● Data extracts:
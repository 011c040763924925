//! Error types for the parsing core and its ambient collaborators.
//!
//! Mirrors the teacher crate's layered error design: small `thiserror`
//! enums per concern, with `anyhow` reserved for the CLI boundary where
//! rich ad-hoc context is more useful than a typed variant.

use std::path::PathBuf;

/// Raised when a language reader's state machine cannot make sense of
/// the token stream (this should be rare — the readers are permissive
/// by design — but it guards against tokenizer/reader desyncs).
#[derive(Debug, thiserror::Error)]
#[error("{}", render_parsing_error(.file, *.line, .source_excerpt))]
pub struct ParsingError {
    pub file: PathBuf,
    pub line: usize,
    pub source_excerpt: String,
}

const BUG_REPORTING: &str =
    "please report this to the project issue tracker with the file that triggered it.";

fn render_parsing_error(file: &PathBuf, line: usize, source: &str) -> String {
    let snippet = source.lines().nth(line.saturating_sub(1)).unwrap_or("");
    format!(
        "!!!Exception Happens!!!\nAt {}:{}: '{}'\nIf possible, {}",
        file.display(),
        line,
        snippet,
        BUG_REPORTING
    )
}

impl ParsingError {
    pub fn new(file: PathBuf, line: usize, source_excerpt: impl Into<String>) -> Self {
        Self {
            file,
            line,
            source_excerpt: source_excerpt.into(),
        }
    }
}

/// Top-level error for anything that can go wrong analyzing one file.
#[derive(Debug, thiserror::Error)]
pub enum AnalysisError {
    #[error(transparent)]
    Parsing(#[from] ParsingError),

    #[error("could not read {}: {source}\nIf you think this is a bug, {}", .file.display(), BUG_REPORTING)]
    Io {
        file: PathBuf,
        #[source]
        source: std::io::Error,
    },
}

/// Errors building or validating [`crate::config::AnalysisConfig`].
#[derive(Debug, thiserror::Error)]
pub enum ConfigError {
    #[error("invalid configuration file {}: {source}", .path.display())]
    InvalidFile {
        path: PathBuf,
        #[source]
        source: toml::de::Error,
    },

    #[error("could not read configuration file {}: {source}", .path.display())]
    Unreadable {
        path: PathBuf,
        #[source]
        source: std::io::Error,
    },
}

● Activity: For the string "usize", filter the data and copy out each line where it occurs.

● Exercise answer:
    pub line: usize,
fn render_parsing_error(file: &PathBuf, line: usize, source: &str) -> String {
    pub fn new(file: PathBuf, line: usize, source_excerpt: impl Into<String>) -> Self {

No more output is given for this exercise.